Not setting limits on sidecars. Logging sidecars, service mesh proxies, and observability agents are sneaky. Each one is a few hundred megs and a few hundred millicores. Multiply by every pod in the cluster and you've allocated a meaningful chunk of capacity to infrastructure you barely think about. Audit sidecar resources the same way you audit application resources.

Forgetting about the requests-to-allocatable gap. A node with 8 vCPUs doesn't have cpu: 8000m allocatable. The kubelet reserves a slice for itself, system daemons reserve more, and what you actually get is closer to 7500m. Same for memory. If your sizing math assumes the node's full advertised capacity, you'll over-pack and hit eviction storms when reality doesn't match.

The mental model worth keeping

Every Kubernetes resource decision comes down to a few sentences:

The scheduler bins pods onto nodes based on requests. Requests are not enforced at runtime, they're only used for placement. Limits are enforced by the kernel: CPU limits cause throttling, memory limits cause OOM kills. CPU is forgiving, memory is brutal. QoS class determines who gets evicted when the node itself runs out of room, but it does not protect a container from its own memory limit.

Pick requests from observed typical usage. Pick CPU limits loose (or skip them) for trusted, latency-sensitive workloads. Pick memory limits tight, but with a real buffer above measured peak. Treat the template you copied from another service as a starting hypothesis, not a finished answer.

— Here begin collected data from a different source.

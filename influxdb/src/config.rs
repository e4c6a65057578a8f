//! Provider configuration resolution
//!
//! Values set in the provider block win over the environment. Only the URL
//! and token have environment fallbacks.

use tfplug::{AttributePath, Config, Diagnostics};

pub const URL_ENV: &str = "INFLUXDB_URL";
pub const TOKEN_ENV: &str = "INFLUXDB_TOKEN";

#[derive(Debug, Clone, PartialEq, Eq)]
pub enum AuthMethod {
    Token(String),
    Password { username: String, password: String },
}

#[derive(Debug, Clone, PartialEq, Eq)]
pub struct ProviderSettings {
    pub url: String,
    pub auth: AuthMethod,
}

impl ProviderSettings {
    /// Resolves settings from the provider block and the process environment
    pub fn from_config(config: &Config, diagnostics: &mut Diagnostics) -> Option<Self> {
        Self::resolve(config, |name| std::env::var(name).ok(), diagnostics)
    }

    pub fn resolve<E>(config: &Config, env: E, diagnostics: &mut Diagnostics) -> Option<Self>
    where
        E: Fn(&str) -> Option<String>,
    {
        if config.is_unknown("url") {
            diagnostics.add_attribute_error(
                AttributePath::new("url"),
                "Unknown InfluxDB URL",
                format!(
                    "The provider cannot create the InfluxDB client as there is an unknown configuration value for the InfluxDB URL. \
                     Either target apply the source of the value first, set the value statically in the configuration, or use the {} environment variable.",
                    URL_ENV
                ),
            );
        }
        if config.is_unknown("token") {
            diagnostics.add_attribute_error(
                AttributePath::new("token"),
                "Unknown InfluxDB Token",
                format!(
                    "The provider cannot create the InfluxDB client as there is an unknown configuration value for the InfluxDB Token. \
                     Either target apply the source of the value first, set the value statically in the configuration, or use the {} environment variable.",
                    TOKEN_ENV
                ),
            );
        }
        if diagnostics.has_errors() {
            return None;
        }

        let url = config
            .get_string("url")
            .or_else(|| env(URL_ENV))
            .unwrap_or_default();
        let token = config
            .get_string("token")
            .or_else(|| env(TOKEN_ENV))
            .unwrap_or_default();
        let username = config.get_string("username").unwrap_or_default();
        let password = config.get_string("password").unwrap_or_default();

        if url.is_empty() {
            diagnostics.add_attribute_error(
                AttributePath::new("url"),
                "Missing InfluxDB URL",
                format!(
                    "The provider cannot create the InfluxDB client as there is a missing or empty value for the InfluxDB URL. \
                     Set the host value in the configuration or use the {} environment variable. \
                     If either is already set, ensure the value is not empty.",
                    URL_ENV
                ),
            );
        }
        if token.is_empty() && username.is_empty() {
            diagnostics.add_attribute_error(
                AttributePath::new("token"),
                "Missing InfluxDB Credentials",
                format!(
                    "The provider cannot create the InfluxDB client as there was no token nor username/password given. \
                     Set the token or the username and password values in the configuration or use the {} environment variable. \
                     If either is already set, ensure the value is not empty.",
                    TOKEN_ENV
                ),
            );
        }
        if diagnostics.has_errors() {
            return None;
        }

        // A username switches to session auth even when a token is present
        let auth = if username.is_empty() {
            AuthMethod::Token(token)
        } else {
            AuthMethod::Password { username, password }
        };

        Some(Self { url, auth })
    }
}

#[cfg(test)]
mod tests {
    use super::*;
    use crate::test_helpers::config;
    use tfplug::Dynamic;

    fn no_env(_: &str) -> Option<String> {
        None
    }

    #[test]
    fn config_values_override_environment() {
        let mut diagnostics = Diagnostics::new();
        let settings = ProviderSettings::resolve(
            &config(&[("url", "http://config:8086".into()), ("token", "from-config".into())]),
            |name| Some(format!("env-{}", name)),
            &mut diagnostics,
        )
        .unwrap();

        assert_eq!(settings.url, "http://config:8086");
        assert_eq!(settings.auth, AuthMethod::Token("from-config".into()));
    }

    #[test]
    fn environment_fills_unset_values() {
        let mut diagnostics = Diagnostics::new();
        let settings = ProviderSettings::resolve(
            &config(&[]),
            |name| match name {
                URL_ENV => Some("http://env:8086".to_string()),
                TOKEN_ENV => Some("env-token".to_string()),
                _ => None,
            },
            &mut diagnostics,
        )
        .unwrap();

        assert_eq!(settings.url, "http://env:8086");
        assert_eq!(settings.auth, AuthMethod::Token("env-token".into()));
    }

    #[test]
    fn username_selects_password_credentials() {
        let mut diagnostics = Diagnostics::new();
        let settings = ProviderSettings::resolve(
            &config(&[
                ("url", "http://localhost:8086".into()),
                ("token", "ignored".into()),
                ("username", "admin".into()),
                ("password", "secret".into()),
            ]),
            no_env,
            &mut diagnostics,
        )
        .unwrap();

        assert_eq!(
            settings.auth,
            AuthMethod::Password {
                username: "admin".into(),
                password: "secret".into()
            }
        );
    }

    #[test]
    fn missing_url_and_credentials_are_both_reported() {
        let mut diagnostics = Diagnostics::new();
        let settings = ProviderSettings::resolve(&config(&[]), no_env, &mut diagnostics);

        assert!(settings.is_none());
        let summaries: Vec<_> = diagnostics.errors.iter().map(|d| d.summary.as_str()).collect();
        assert_eq!(summaries, ["Missing InfluxDB URL", "Missing InfluxDB Credentials"]);
        assert_eq!(diagnostics.errors[1].attribute, Some(AttributePath::new("token")));
    }

    #[test]
    fn unknown_values_stop_resolution() {
        let mut diagnostics = Diagnostics::new();
        let settings = ProviderSettings::resolve(
            &config(&[("url", Dynamic::Unknown), ("token", Dynamic::Unknown)]),
            no_env,
            &mut diagnostics,
        );

        assert!(settings.is_none());
        assert_eq!(diagnostics.errors.len(), 2);
        assert_eq!(diagnostics.errors[0].summary, "Unknown InfluxDB URL");
        assert_eq!(diagnostics.errors[1].summary, "Unknown InfluxDB Token");
    }
}
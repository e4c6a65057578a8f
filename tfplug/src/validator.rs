use crate::types::{AttributePath, Diagnostics, Dynamic};
use std::collections::HashMap;

/// Input handed to a validator
///
/// `config` holds the sibling values of the attribute: the whole
/// configuration for top-level attributes, the enclosing object for nested
/// ones.
pub struct ValidateRequest<'a> {
    pub value: &'a Dynamic,
    pub config: &'a HashMap<String, Dynamic>,
    pub attribute_path: &'a AttributePath,
}

/// Validators only run for known, non-null values.
pub trait Validator: Send + Sync {
    fn validate(&self, request: ValidateRequest<'_>, diagnostics: &mut Diagnostics);
}

/// Accepts only one of a fixed set of strings
pub struct OneOf {
    values: Vec<String>,
}

impl OneOf {
    pub fn new<I, S>(values: I) -> Self
    where
        I: IntoIterator<Item = S>,
        S: Into<String>,
    {
        Self {
            values: values.into_iter().map(Into::into).collect(),
        }
    }
}

impl Validator for OneOf {
    fn validate(&self, request: ValidateRequest<'_>, diagnostics: &mut Diagnostics) {
        if let Some(s) = request.value.as_string() {
            if !self.values.iter().any(|v| v == s) {
                let allowed: Vec<String> =
                    self.values.iter().map(|v| format!("\"{}\"", v)).collect();
                diagnostics.add_attribute_error(
                    request.attribute_path.clone(),
                    "Invalid Attribute Value Match",
                    format!(
                        "Attribute {} value must be one of: [{}], got: \"{}\"",
                        request.attribute_path,
                        allowed.join(" "),
                        s
                    ),
                );
            }
        }
    }
}

/// Requires sibling attributes to be set whenever this one is
pub struct AlsoRequires {
    attributes: Vec<String>,
}

impl AlsoRequires {
    pub fn new<I, S>(attributes: I) -> Self
    where
        I: IntoIterator<Item = S>,
        S: Into<String>,
    {
        Self {
            attributes: attributes.into_iter().map(Into::into).collect(),
        }
    }
}

impl Validator for AlsoRequires {
    fn validate(&self, request: ValidateRequest<'_>, diagnostics: &mut Diagnostics) {
        for other in &self.attributes {
            if request.config.get(other).map_or(true, Dynamic::is_null) {
                diagnostics.add_attribute_error(
                    request.attribute_path.clone(),
                    "Invalid Attribute Combination",
                    format!(
                        "Attribute \"{}\" must be specified when \"{}\" is specified",
                        other, request.attribute_path
                    ),
                );
            }
        }
    }
}

/// Rejects lists containing duplicate elements
pub struct UniqueValues;

impl Validator for UniqueValues {
    fn validate(&self, request: ValidateRequest<'_>, diagnostics: &mut Diagnostics) {
        let Some(items) = request.value.as_list() else {
            return;
        };

        for (idx, item) in items.iter().enumerate() {
            if !item.is_fully_known() {
                continue;
            }
            if let Some(first) = items[..idx].iter().position(|earlier| earlier == item) {
                diagnostics.add_attribute_error(
                    request.attribute_path.clone().index(idx as i64),
                    "Duplicate List Value",
                    format!(
                        "This attribute contains duplicate values of: element {} repeats element {}",
                        idx, first
                    ),
                );
            }
        }
    }
}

The reason most teams have flaky production behavior on Kubernetes isn't that the platform is mysterious. It's that the four numbers in resources: have been treated as boilerplate instead of as the most important decision in the manifest. Once you've internalized what each of them does, and especially how CPU and memory differ, the surprise pod kills mostly stop being surprising.